= Input data =
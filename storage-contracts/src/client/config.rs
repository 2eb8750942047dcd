// SPDX-License-Identifier: GPL-3.0-only

//! Connection settings
//!
//! Settings come from a TOML document (or are built in code), then
//! `LSM_URI`, `LSM_PASSWORD` and `LSM_TIMEOUT_MS` override whatever the
//! document said.

use std::path::Path;

use serde::{Deserialize, Serialize};
use thiserror::Error;
use url::Url;

use crate::protocol::{ErrorNumber, LsmError};

pub const DEFAULT_TIMEOUT_MS: u32 = 30_000;

pub const ENV_URI: &str = "LSM_URI";
pub const ENV_PASSWORD: &str = "LSM_PASSWORD";
pub const ENV_TIMEOUT_MS: &str = "LSM_TIMEOUT_MS";

#[derive(Debug, Error)]
pub enum ConfigError {
    #[error("failed to read {path}: {source}")]
    Read {
        path: String,
        source: std::io::Error,
    },

    #[error("failed to parse connection settings: {0}")]
    Parse(#[from] toml::de::Error),

    #[error("LSM_TIMEOUT_MS is not a number: {0}")]
    Timeout(String),
}

#[derive(Debug, Clone, PartialEq, Eq, Serialize, Deserialize)]
pub struct ConnectConfig {
    /// Plugin URI; the scheme names the plugin, e.g. `sim://`
    pub uri: String,

    #[serde(default, skip_serializing_if = "Option::is_none")]
    pub password: Option<String>,

    /// Handed to the plugin at connect time
    #[serde(default = "default_timeout_ms")]
    pub timeout_ms: u32,
}

fn default_timeout_ms() -> u32 {
    DEFAULT_TIMEOUT_MS
}

impl ConnectConfig {
    pub fn new(uri: impl Into<String>) -> Self {
        Self {
            uri: uri.into(),
            password: None,
            timeout_ms: DEFAULT_TIMEOUT_MS,
        }
    }

    pub fn with_password(mut self, password: impl Into<String>) -> Self {
        self.password = Some(password.into());
        self
    }

    pub fn with_timeout_ms(mut self, timeout_ms: u32) -> Self {
        self.timeout_ms = timeout_ms;
        self
    }

    pub fn from_toml_str(text: &str) -> Result<Self, ConfigError> {
        Ok(toml::from_str(text)?)
    }

    pub fn from_file(path: impl AsRef<Path>) -> Result<Self, ConfigError> {
        let path = path.as_ref();
        let text = std::fs::read_to_string(path).map_err(|source| ConfigError::Read {
            path: path.display().to_string(),
            source,
        })?;
        Self::from_toml_str(&text)
    }

    /// Apply `LSM_*` overrides from the process environment
    pub fn with_env_overrides(self) -> Result<Self, ConfigError> {
        self.with_overrides_from(|key| std::env::var(key).ok())
    }

    /// Apply `LSM_*` overrides from `lookup`
    pub fn with_overrides_from(
        mut self,
        lookup: impl Fn(&str) -> Option<String>,
    ) -> Result<Self, ConfigError> {
        if let Some(uri) = lookup(ENV_URI) {
            self.uri = uri;
        }
        if let Some(password) = lookup(ENV_PASSWORD) {
            self.password = Some(password);
        }
        if let Some(timeout) = lookup(ENV_TIMEOUT_MS) {
            self.timeout_ms = timeout
                .trim()
                .parse()
                .map_err(|_| ConfigError::Timeout(timeout.clone()))?;
        }
        Ok(self)
    }

    pub fn validate(&self) -> Result<(), LsmError> {
        if self.uri.is_empty() {
            return Err(LsmError::invalid_argument("uri must not be empty"));
        }
        if self.timeout_ms == 0 {
            return Err(LsmError::invalid_argument("timeout must be non-zero"));
        }
        self.plugin_name().map(|_| ())
    }

    /// Plugin name, taken from the URI scheme
    pub fn plugin_name(&self) -> Result<String, LsmError> {
        let url = Url::parse(&self.uri).map_err(|e| {
            LsmError::new(ErrorNumber::InvalidUri, format!("invalid uri '{}'", self.uri))
                .with_exception(e.to_string())
        })?;
        Ok(url.scheme().to_string())
    }
}
// SPDX-License-Identifier: GPL-3.0-only

//! Entity codecs
//!
//! Each entity travels as an object carrying a `class` discriminator next to
//! its fields. Decoding checks the discriminator first, so handing a volume
//! object to the pool decoder fails instead of producing a bogus pool.

use std::collections::BTreeMap;

use storage_types::{
    AccessGroup, BlockRange, Capabilities, Disk, FileSystem, Initiator, NfsExport, Pool, Snapshot,
    System, UnknownCode, Volume,
};

use super::{DecodeError, Value};

/// Conversion between a typed entity and its wire object
pub trait WireEntity: Sized {
    /// Value of the `class` discriminator
    const CLASS: &'static str;

    fn to_value(&self) -> Value;

    fn from_value(value: &Value) -> Result<Self, DecodeError>;
}

/// Builds a class-tagged object
pub(crate) struct ObjectBuilder {
    fields: BTreeMap<String, Value>,
}

impl ObjectBuilder {
    pub(crate) fn new(class: &'static str) -> Self {
        let mut fields = BTreeMap::new();
        fields.insert("class".to_string(), Value::from(class));
        Self { fields }
    }

    pub(crate) fn field(mut self, name: &str, value: impl Into<Value>) -> Self {
        self.fields.insert(name.to_string(), value.into());
        self
    }

    pub(crate) fn build(self) -> Value {
        Value::Object(self.fields)
    }
}

/// Field reader over an object whose class has been checked
pub(crate) struct ObjectReader<'a> {
    fields: &'a BTreeMap<String, Value>,
}

impl<'a> ObjectReader<'a> {
    pub(crate) fn open(value: &'a Value, class: &'static str) -> Result<Self, DecodeError> {
        let fields = value.as_object()?;
        let found = fields
            .get("class")
            .ok_or(DecodeError::MissingField("class"))?
            .as_str()
            .map_err(|e| e.in_field("class"))?;
        if found != class {
            return Err(DecodeError::WrongClass {
                expected: class,
                found: found.to_string(),
            });
        }
        Ok(Self { fields })
    }

    fn raw(&self, name: &'static str) -> Result<&'a Value, DecodeError> {
        self.fields.get(name).ok_or(DecodeError::MissingField(name))
    }

    pub(crate) fn string(&self, name: &'static str) -> Result<String, DecodeError> {
        self.raw(name)?
            .as_str()
            .map(str::to_string)
            .map_err(|e| e.in_field(name))
    }

    pub(crate) fn u64(&self, name: &'static str) -> Result<u64, DecodeError> {
        self.raw(name)?.as_u64().map_err(|e| e.in_field(name))
    }

    pub(crate) fn u32(&self, name: &'static str) -> Result<u32, DecodeError> {
        self.raw(name)?.as_u32().map_err(|e| e.in_field(name))
    }

    pub(crate) fn code<T>(&self, name: &'static str) -> Result<T, DecodeError>
    where
        T: TryFrom<i32, Error = UnknownCode>,
    {
        let raw = self.raw(name)?.as_i32().map_err(|e| e.in_field(name))?;
        T::try_from(raw).map_err(|e| DecodeError::from(e).in_field(name))
    }

    pub(crate) fn strings(&self, name: &'static str) -> Result<Vec<String>, DecodeError> {
        string_list_from_value(self.raw(name)?).map_err(|e| e.in_field(name))
    }
}

pub fn string_list_to_value(items: &[String]) -> Value {
    Value::Array(items.iter().map(Value::from).collect())
}

/// An absent list travels as null
pub fn optional_string_list_to_value(items: Option<&[String]>) -> Value {
    items.map_or(Value::Null, string_list_to_value)
}

pub fn string_list_from_value(value: &Value) -> Result<Vec<String>, DecodeError> {
    value
        .as_array()?
        .iter()
        .enumerate()
        .map(|(index, item)| {
            item.as_str()
                .map(str::to_string)
                .map_err(|e| e.at_index(index))
        })
        .collect()
}

pub fn entity_list_to_value<T: WireEntity>(items: &[T]) -> Value {
    Value::Array(items.iter().map(WireEntity::to_value).collect())
}

impl WireEntity for System {
    const CLASS: &'static str = "System";

    fn to_value(&self) -> Value {
        ObjectBuilder::new(Self::CLASS)
            .field("id", &self.id)
            .field("name", &self.name)
            .build()
    }

    fn from_value(value: &Value) -> Result<Self, DecodeError> {
        let obj = ObjectReader::open(value, Self::CLASS)?;
        Ok(Self {
            id: obj.string("id")?,
            name: obj.string("name")?,
        })
    }
}

impl WireEntity for Pool {
    const CLASS: &'static str = "Pool";

    fn to_value(&self) -> Value {
        ObjectBuilder::new(Self::CLASS)
            .field("id", &self.id)
            .field("name", &self.name)
            .field("total_space", self.total_space)
            .field("free_space", self.free_space)
            .field("system_id", &self.system_id)
            .build()
    }

    fn from_value(value: &Value) -> Result<Self, DecodeError> {
        let obj = ObjectReader::open(value, Self::CLASS)?;
        Ok(Self {
            id: obj.string("id")?,
            name: obj.string("name")?,
            total_space: obj.u64("total_space")?,
            free_space: obj.u64("free_space")?,
            system_id: obj.string("system_id")?,
        })
    }
}

impl WireEntity for Volume {
    const CLASS: &'static str = "Volume";

    fn to_value(&self) -> Value {
        ObjectBuilder::new(Self::CLASS)
            .field("id", &self.id)
            .field("name", &self.name)
            .field("vpd83", &self.vpd83)
            .field("block_size", self.block_size)
            .field("num_of_blocks", self.num_of_blocks)
            .field("status", self.status)
            .field("system_id", &self.system_id)
            .build()
    }

    fn from_value(value: &Value) -> Result<Self, DecodeError> {
        let obj = ObjectReader::open(value, Self::CLASS)?;
        Ok(Self {
            id: obj.string("id")?,
            name: obj.string("name")?,
            vpd83: obj.string("vpd83")?,
            block_size: obj.u64("block_size")?,
            num_of_blocks: obj.u64("num_of_blocks")?,
            status: obj.u32("status")?,
            system_id: obj.string("system_id")?,
        })
    }
}

impl WireEntity for Disk {
    const CLASS: &'static str = "Disk";

    fn to_value(&self) -> Value {
        ObjectBuilder::new(Self::CLASS)
            .field("id", &self.id)
            .field("name", &self.name)
            .field("disk_type", self.disk_type.code())
            .field("block_size", self.block_size)
            .field("num_of_blocks", self.num_of_blocks)
            .field("status", self.status)
            .field("system_id", &self.system_id)
            .build()
    }

    fn from_value(value: &Value) -> Result<Self, DecodeError> {
        let obj = ObjectReader::open(value, Self::CLASS)?;
        Ok(Self {
            id: obj.string("id")?,
            name: obj.string("name")?,
            disk_type: obj.code("disk_type")?,
            block_size: obj.u64("block_size")?,
            num_of_blocks: obj.u64("num_of_blocks")?,
            status: obj.u64("status")?,
            system_id: obj.string("system_id")?,
        })
    }
}

impl WireEntity for Initiator {
    const CLASS: &'static str = "Initiator";

    fn to_value(&self) -> Value {
        ObjectBuilder::new(Self::CLASS)
            .field("id", &self.id)
            .field("type", self.init_type.code())
            .field("name", &self.name)
            .build()
    }

    fn from_value(value: &Value) -> Result<Self, DecodeError> {
        let obj = ObjectReader::open(value, Self::CLASS)?;
        Ok(Self {
            id: obj.string("id")?,
            init_type: obj.code("type")?,
            name: obj.string("name")?,
        })
    }
}

impl WireEntity for AccessGroup {
    const CLASS: &'static str = "AccessGroup";

    fn to_value(&self) -> Value {
        ObjectBuilder::new(Self::CLASS)
            .field("id", &self.id)
            .field("name", &self.name)
            .field("initiators", string_list_to_value(&self.initiators))
            .field("system_id", &self.system_id)
            .build()
    }

    fn from_value(value: &Value) -> Result<Self, DecodeError> {
        let obj = ObjectReader::open(value, Self::CLASS)?;
        Ok(Self {
            id: obj.string("id")?,
            name: obj.string("name")?,
            initiators: obj.strings("initiators")?,
            system_id: obj.string("system_id")?,
        })
    }
}

impl WireEntity for FileSystem {
    const CLASS: &'static str = "FileSystem";

    fn to_value(&self) -> Value {
        ObjectBuilder::new(Self::CLASS)
            .field("id", &self.id)
            .field("name", &self.name)
            .field("total_space", self.total_space)
            .field("free_space", self.free_space)
            .field("pool_id", &self.pool_id)
            .field("system_id", &self.system_id)
            .build()
    }

    fn from_value(value: &Value) -> Result<Self, DecodeError> {
        let obj = ObjectReader::open(value, Self::CLASS)?;
        Ok(Self {
            id: obj.string("id")?,
            name: obj.string("name")?,
            total_space: obj.u64("total_space")?,
            free_space: obj.u64("free_space")?,
            pool_id: obj.string("pool_id")?,
            system_id: obj.string("system_id")?,
        })
    }
}

impl WireEntity for Snapshot {
    const CLASS: &'static str = "Snapshot";

    fn to_value(&self) -> Value {
        ObjectBuilder::new(Self::CLASS)
            .field("id", &self.id)
            .field("name", &self.name)
            .field("ts", self.ts)
            .build()
    }

    fn from_value(value: &Value) -> Result<Self, DecodeError> {
        let obj = ObjectReader::open(value, Self::CLASS)?;
        Ok(Self {
            id: obj.string("id")?,
            name: obj.string("name")?,
            ts: obj.u64("ts")?,
        })
    }
}

impl WireEntity for NfsExport {
    const CLASS: &'static str = "NfsExport";

    fn to_value(&self) -> Value {
        ObjectBuilder::new(Self::CLASS)
            .field("id", &self.id)
            .field("fs_id", &self.fs_id)
            .field("export_path", &self.export_path)
            .field("auth", &self.auth)
            .field("root", string_list_to_value(&self.root))
            .field("rw", string_list_to_value(&self.rw))
            .field("ro", string_list_to_value(&self.ro))
            .field("anonuid", self.anonuid)
            .field("anongid", self.anongid)
            .field("options", &self.options)
            .build()
    }

    fn from_value(value: &Value) -> Result<Self, DecodeError> {
        let obj = ObjectReader::open(value, Self::CLASS)?;
        Ok(Self {
            id: obj.string("id")?,
            fs_id: obj.string("fs_id")?,
            export_path: obj.string("export_path")?,
            auth: obj.string("auth")?,
            root: obj.strings("root")?,
            rw: obj.strings("rw")?,
            ro: obj.strings("ro")?,
            anonuid: obj.u64("anonuid")?,
            anongid: obj.u64("anongid")?,
            options: obj.string("options")?,
        })
    }
}

impl WireEntity for BlockRange {
    const CLASS: &'static str = "BlockRange";

    fn to_value(&self) -> Value {
        ObjectBuilder::new(Self::CLASS)
            .field("src_block", self.src_block)
            .field("dest_block", self.dest_block)
            .field("block_count", self.block_count)
            .build()
    }

    fn from_value(value: &Value) -> Result<Self, DecodeError> {
        let obj = ObjectReader::open(value, Self::CLASS)?;
        Ok(Self {
            src_block: obj.u64("src_block")?,
            dest_block: obj.u64("dest_block")?,
            block_count: obj.u64("block_count")?,
        })
    }
}

impl WireEntity for Capabilities {
    const CLASS: &'static str = "Capabilities";

    fn to_value(&self) -> Value {
        ObjectBuilder::new(Self::CLASS)
            .field("cap", self.to_hex())
            .build()
    }

    fn from_value(value: &Value) -> Result<Self, DecodeError> {
        let obj = ObjectReader::open(value, Self::CLASS)?;
        let hex = obj.string("cap")?;
        Capabilities::from_hex(&hex).map_err(|e| DecodeError::from(e).in_field("cap"))
    }
}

= What this task involves =
Here the job is to transcribe the lines from the first line of the data through the line containing "in code), then", inclusive, exactly and with nothing else.

= Response =
filename storage-contracts/src/client/config.rs
repository 2eb8750942047dcd
// SPDX-License-Identifier: GPL-3.0-only

//! Connection settings
//!
//! Settings come from a TOML document (or are built in code), then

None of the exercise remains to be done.